The past few months have witnessed a striking change in
the fortunes of two well-known journalists: Anderson
Cooper and Judith Miller. CNN's Cooper, the one-time
host of the entertainment show The Mole, who was known
mostly for his pin-up good looks, hip outfits, and
showy sentimentality, suddenly emerged during Hurricane
Katrina as a tribune for the dispossessed and a scourge
of do-nothing officials. He sought out poor blacks who
were stranded in New Orleans, expressed anger over
bodies rotting in the street, and rudely interrupted
Louisiana Senator Mary Landrieu when she began thanking
federal officials for their efforts. When people
"listen to politicians thanking one another and
complimenting each other," he told her, "you know, I
got to tell you, there are a lot of people here who are
very upset, and very angry, and very frustrated." After
receiving much praise, Cooper in early November was
named to replace Aaron Brown as the host of CNN's
NewsNight.

By then, Judith Miller was trying to salvage her
reputation. After eighty-five days in jail for refusing
to testify to the grand jury in the Valerie Plame leak
case, she was greeted not with widespread appreciation
for her sacrifice in protecting her source but with
angry questions about her relations with Lewis Libby
and her dealings with her editors, one of whom, Bill
Keller, said he regretted he "had not sat her down for
a thorough debriefing" after she was subpoenaed as a
witness. The controversy revived the simmering
resentment among her fellow reporters, and many Times
readers, over her reporting on Iraq's weapons of mass
destruction. In the Times's account, published on
October 16, Miller acknowledged for the first time that
"WMD--I got it totally wrong." Bill Keller said that
after becoming the paper's executive editor in 2003, he
had told Miller that she could no longer cover Iraq and
weapons issues, but that "she kept drifting on her own
back into the national security realm." For her part,
Miller insisted that she had "cooperated with editorial
decisions" and expressed regret that she was not
allowed to do follow-up reporting on why the
intelligence on WMD had been so wrong; on November 8,
she agreed to leave the Times after twenty-eight years
at the paper.[1]

These contrasting tales suggest something about the
changing state of American journalism. For many
reporters, the bold coverage of the effects of the
hurricane, and of the administration's glaring failure
to respond effectively, has helped to begin making up
for their timid reporting on the existence of WMD.
Among some journalists I've spoken with, shame has
given way to pride, and there is much talk about the
need to get back to the basic responsibility of
reporters, to expose wrongdoing and the failures of the
political system.

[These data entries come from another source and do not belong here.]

#![deny(unsafe_code)]
#![deny(missing_docs)]
#![deny(rustdoc::broken_intra_doc_links)]

//! # Overview
//!
//! `filters` decides, for a localization project, whether a localized file
//! or a single entity inside it is compared against its reference and how
//! problems are reported. Projects are described by configurations that
//! declare path groups (which files are localized), ordered filter rules
//! (how strictly they are checked), locales, and other configurations they
//! include or exclude. Every query resolves to one [`FilterAction`]:
//! `error`, `warning`, or `ignore`.
//!
//! # Design
//!
//! - [`ProjectConfig`] is the configuration tree. It is built once through
//!   [`add_paths`](ProjectConfig::add_paths),
//!   [`add_rules`](ProjectConfig::add_rules),
//!   [`add_child`](ProjectConfig::add_child) and
//!   [`exclude`](ProjectConfig::exclude), then queried with
//!   [`filter`](ProjectConfig::filter).
//! - [`PathGroup`] and [`FilterRule`] hold compiled [`patterns::Matcher`]s.
//!   Configuration loaders hand over [`PathDeclaration`] and
//!   [`RuleDeclaration`] values; list-valued rule paths and keys expand into
//!   one rule per combination.
//! - Queries bind the `locale` variable into every matcher. The bound rule
//!   set is cached per locale and dropped on the next mutation.
//!
//! # Invariants
//!
//! - Locales the project does not know are always `ignore`.
//! - Files no path group covers are `ignore`; covered files default to
//!   `error` until a rule says otherwise.
//! - The last declared rule that applies wins. Keyed rules only apply to
//!   entity queries with a matching key.
//! - An excluded configuration that reports `error` for a file makes the
//!   file an `error`. Otherwise the strongest action of a configuration and
//!   its includes wins, with `error > warning > ignore`.
//! - Excluded configurations have no excludes of their own, directly or
//!   through includes.
//!
//! # Errors
//!
//! Building reports [`FilterConfigError`] for malformed `re:` keys, bad
//! exclude nesting, and unresolvable roots. Queries surface pattern
//! failures as [`FilterConfigError::Pattern`].
//!
//! # Examples
//!
//! ```
//! use filters::{FilterAction, PathDeclaration, ProjectConfig, RuleDeclaration};
//!
//! let mut project = ProjectConfig::new("/src/browser/l10n.toml");
//! project.add_paths([PathDeclaration::new("/l10n/{locale}/browser/**")])?;
//! project.add_rules([
//!     RuleDeclaration::new("/l10n/{locale}/browser/menu.ftl", FilterAction::Warning),
//!     RuleDeclaration::new("/l10n/{locale}/browser/menu.ftl", FilterAction::Ignore)
//!         .with_key("re:obsolete-"),
//! ])?;
//! project.set_locales(["de", "fr"], false);
//!
//! assert_eq!(project.filter("de", "/l10n/de/browser/app.ftl", None)?, FilterAction::Error);
//! assert_eq!(project.filter("de", "/l10n/de/browser/menu.ftl", None)?, FilterAction::Warning);
//! assert_eq!(
//!     project.filter("de", "/l10n/de/browser/menu.ftl", Some("obsolete-file"))?,
//!     FilterAction::Ignore
//! );
//! assert_eq!(project.filter("it", "/l10n/it/browser/app.ftl", None)?, FilterAction::Ignore);
//! # Ok::<(), filters::FilterConfigError>(())
//! ```
//!
//! # See also
//!
//! - [`patterns`] for the path pattern grammar used by every path group and
//!   rule.
//! - [`debug_filter`] for the tracing hooks enabled by the `tracing` feature.

mod action;
mod decision;
mod declaration;
pub mod debug_filter;
mod error;
mod key;
mod paths;
mod project;
mod rule;

pub use action::FilterAction;
pub use declaration::{OneOrMany, PathDeclaration, RuleDeclaration};
pub use error::{FilterConfigError, ParseActionError};
pub use key::KeyPattern;
pub use paths::PathGroup;
pub use project::{Configs, ProjectConfig};
pub use rule::FilterRule;
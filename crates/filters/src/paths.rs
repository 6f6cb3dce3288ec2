use std::collections::BTreeSet;

use patterns::{LOCALE, Matcher, PatternError};

/// A localized path pattern with its reference counterpart.
#[derive(Clone, Debug, PartialEq)]
pub struct PathGroup {
    l10n: Matcher,
    reference: Option<Matcher>,
    locales: Option<Vec<String>>,
    tests: Option<BTreeSet<String>>,
    module: Option<String>,
}

impl PathGroup {
    /// Creates a group for the localized files matched by `l10n`.
    #[must_use]
    pub const fn new(l10n: Matcher) -> Self {
        Self {
            l10n,
            reference: None,
            locales: None,
            tests: None,
            module: None,
        }
    }

    /// Sets the reference (source language) pattern.
    #[must_use]
    pub fn with_reference(mut self, reference: Matcher) -> Self {
        self.reference = Some(reference);
        self
    }

    /// Restricts the group to `locales`.
    #[must_use]
    pub fn with_locales<I, S>(mut self, locales: I) -> Self
    where
        I: IntoIterator<Item = S>,
        S: Into<String>,
    {
        self.locales = Some(locales.into_iter().map(Into::into).collect());
        self
    }

    /// Enables additional named checks for files of this group.
    #[must_use]
    pub fn with_tests<I, S>(mut self, tests: I) -> Self
    where
        I: IntoIterator<Item = S>,
        S: Into<String>,
    {
        self.tests = Some(tests.into_iter().map(Into::into).collect());
        self
    }

    /// Records the source module the files belong to.
    #[must_use]
    pub fn with_module(mut self, module: impl Into<String>) -> Self {
        self.module = Some(module.into());
        self
    }

    /// Returns the localized path matcher.
    #[must_use]
    pub const fn l10n(&self) -> &Matcher {
        &self.l10n
    }

    /// Returns the reference path matcher.
    #[must_use]
    pub const fn reference(&self) -> Option<&Matcher> {
        self.reference.as_ref()
    }

    /// Returns the locale restriction.
    #[must_use]
    pub fn locales(&self) -> Option<&[String]> {
        self.locales.as_deref()
    }

    /// Returns the enabled check names.
    #[must_use]
    pub const fn tests(&self) -> Option<&BTreeSet<String>> {
        self.tests.as_ref()
    }

    /// Returns the source module, if one was declared.
    #[must_use]
    pub fn module(&self) -> Option<&str> {
        self.module.as_deref()
    }

    /// Returns `true` when the group covers `locale`.
    #[must_use]
    pub fn applies_to(&self, locale: &str) -> bool {
        self.locales
            .as_ref()
            .is_none_or(|locales| locales.iter().any(|candidate| candidate == locale))
    }

    /// Translates a localized path of `locale` into its reference path.
    ///
    /// Returns `Ok(None)` without a reference pattern or when `path` is not
    /// part of the group.
    pub fn reference_path(
        &self,
        locale: &str,
        path: &str,
    ) -> Result<Option<String>, PatternError> {
        let Some(reference) = &self.reference else {
            return Ok(None);
        };
        self.l10n.with_env([(LOCALE, locale)]).sub(reference, path)
    }

    /// Translates a reference path into the localized path of `locale`.
    pub fn l10n_path(
        &self,
        locale: &str,
        reference_path: &str,
    ) -> Result<Option<String>, PatternError> {
        let Some(reference) = &self.reference else {
            return Ok(None);
        };
        reference.sub(&self.l10n.with_env([(LOCALE, locale)]), reference_path)
    }
}
#![deny(unsafe_code)]
#![deny(missing_docs)]
#![deny(rustdoc::broken_intra_doc_links)]

//! # Overview
//!
//! `patterns` compiles the path expressions used by localization project
//! configurations into matchers that can both recognize and generate file
//! paths. A pattern such as `/l10n/{locale}/browser/**` describes every
//! localized file of a component; the same pattern, with `locale` bound,
//! produces the concrete path of one translation.
//!
//! # Design
//!
//! - [`Pattern`] is the compiled form: a closed sequence of [`Node`]s plus an
//!   optional root directory and the index of the first wildcard. Compilation
//!   is a single left-to-right scan that never fails.
//! - [`Matcher`] pairs a pattern with an [`Environment`] of variable bindings
//!   and lazily builds an anchored regular expression on first use. Repeated
//!   variables compile to backreferences.
//! - Expansion walks the nodes and resolves variables through the
//!   environment, hiding the variable being expanded from its own binding so
//!   self-references stop instead of recursing.
//! - [`android`] maps between BCP 47 locale codes and Android resource
//!   qualifiers for the `{android_locale}` variable.
//! - [`BytesMatcher`] handles paths stored as encoded bytes.
//!
//! # Invariants
//!
//! - Matches cover the whole path; there are no partial matches.
//! - `*` never crosses a `/`. `**` spans zero or more whole segments and is
//!   only recognized directly after a `/` (or at the start) and directly
//!   before a `/` (or at the end).
//! - Wildcards are bound as `s1`, `s2`, … in order of appearance.
//! - A root is only applied when the pattern does not start with `/`.
//!
//! # Errors
//!
//! Strict expansion reports [`PatternError::MissingBinding`] for the first
//! unresolved variable or wildcard. Concatenating a rooted matcher yields
//! [`PatternError::RootedConcat`]. Byte paths fail with
//! [`PatternError::Decode`] or [`PatternError::Encode`] at the encoding
//! boundary.
//!
//! # Examples
//!
//! Translate a localized path into its reference counterpart:
//!
//! ```
//! use patterns::Matcher;
//!
//! let l10n = Matcher::new("/l10n/{locale}/browser/**");
//! let reference = Matcher::new("/src/browser/locales/en-US/**");
//!
//! let captured = l10n.captures("/l10n/de/browser/menu.ftl").unwrap().unwrap();
//! assert_eq!(captured.get("locale"), Some("de"));
//!
//! let path = l10n.sub(&reference, "/l10n/de/browser/menu.ftl").unwrap();
//! assert_eq!(path.as_deref(), Some("/src/browser/locales/en-US/menu.ftl"));
//!
//! let german = l10n.with_env([("locale", "de")]);
//! assert_eq!(german.prefix(), "/l10n/de/browser/");
//! ```
//!
//! # See also
//!
//! - `filters` builds project filter trees out of these matchers.

pub mod android;
mod bindings;
mod bytes;
mod compiler;
pub mod debug_pattern;
mod env;
mod error;
mod matcher;
mod node;
pub mod pathutil;
mod pattern;
mod regex_writer;

pub use bindings::Bindings;
pub use bytes::BytesMatcher;
pub use env::Environment;
pub use error::PatternError;
pub use matcher::{Matcher, expand};
pub use node::{ANDROID_LOCALE, LOCALE, Node};
pub use pattern::{IntoPattern, Pattern};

In recent weeks, journalists have
been asking more pointed questions at press
conferences, attempting to investigate cronyism and
corruption in the White House and Congress, and doing
more to document the plight of people without jobs or a
place to live.

Will such changes prove lasting? In a previous article,
I described many of the external pressures besetting
journalists today, including a hostile White House,
aggressive conservative critics, and greedy corporate
owners.[2] Here, I will concentrate on the press's
internal problems--not on its many ethical and
professional lapses, which have been extensively
discussed elsewhere, but rather on the structural
problems that keep the press from fulfilling its
responsibilities to serve as a witness to injustice and
a watchdog over the powerful. To some extent, these
problems consist of professional practices and
proclivities that inhibit reporting --a reliance on
"access," an excessive striving for "balance," an
uncritical fascination with celebrities. Equally
important is the increasing isolation of much of the
profession from disadvantaged Americans and the
difficulties they face. Finally, and most
significantly, there's the political climate in which
journalists work. Today's political pressures too often
breed in journalists a tendency toward self-censorship,
toward shying away from the pursuit of truths that
might prove unpopular, whether with official
authorities or the public.

1.

In late October 2004, Ken Silverstein, an investigative
reporter in the Washington bureau of the Los Angeles
Times, went to St. Louis to write about Democratic
efforts to mobilize African-American voters. In 2000,
the Justice Department later found, many of the city's
black voters had been improperly turned away from the
polls by Republican Party officials. Democrats were
charging the Republicans with preparing to do the same
in 2004, and Silverstein found evidence for their
claim. Republican officials accused the Democrats of
similar irregularities, but their case seemed flimsy by
comparison, a point that even a local Republican
official acknowledged to him.

While doing his research, however, Silverstein learned
that the Los Angeles Times had sent reporters to
several other states to report on charges of voter
fraud, and, further, that his findings were going to be
incorporated into a larger national story about how
both parties in those states were accusing each other
of fraud and intimidation. The resulting story, bearing
the bland headline "Partisan Suspicions Run High in
Swing States," described

the extraordinarily rancorous and mistrustful
atmosphere that pervades battleground states in the
final days of the presidential campaign. In
Wisconsin, Ohio, Missouri, Pennsylvania, Oregon and
other key states, Democrats and Republicans seem
convinced their opponents are bent on stealing the
election.

The section on Missouri gave equal time to the claims
of Democrats and Republicans.

Troubled by this outcome, Silverstein sent an editor a
memo outlining his concerns. The paper's "insistence on
'balance' is totally misleading and leads to utterly
spineless reporting with no edge," he wrote. In
Missouri, there was "a real effort on the part of the
GOP...to suppress pro-Dem constituencies." The GOP
complaints, by contrast, "concern isolated cases that
are not going to impact the outcome of the election."
He went on:

I am completely exasperated by this approach to the
news. The idea seems to be that we go out to report
but when it comes time to write we turn our brains
off and repeat the spin from both sides. God forbid
we should...attempt to fairly assess what we see
with our own eyes. "Balanced" is not fair, it's
just an easy way of avoiding real reporting and
shirking our responsibility to inform readers.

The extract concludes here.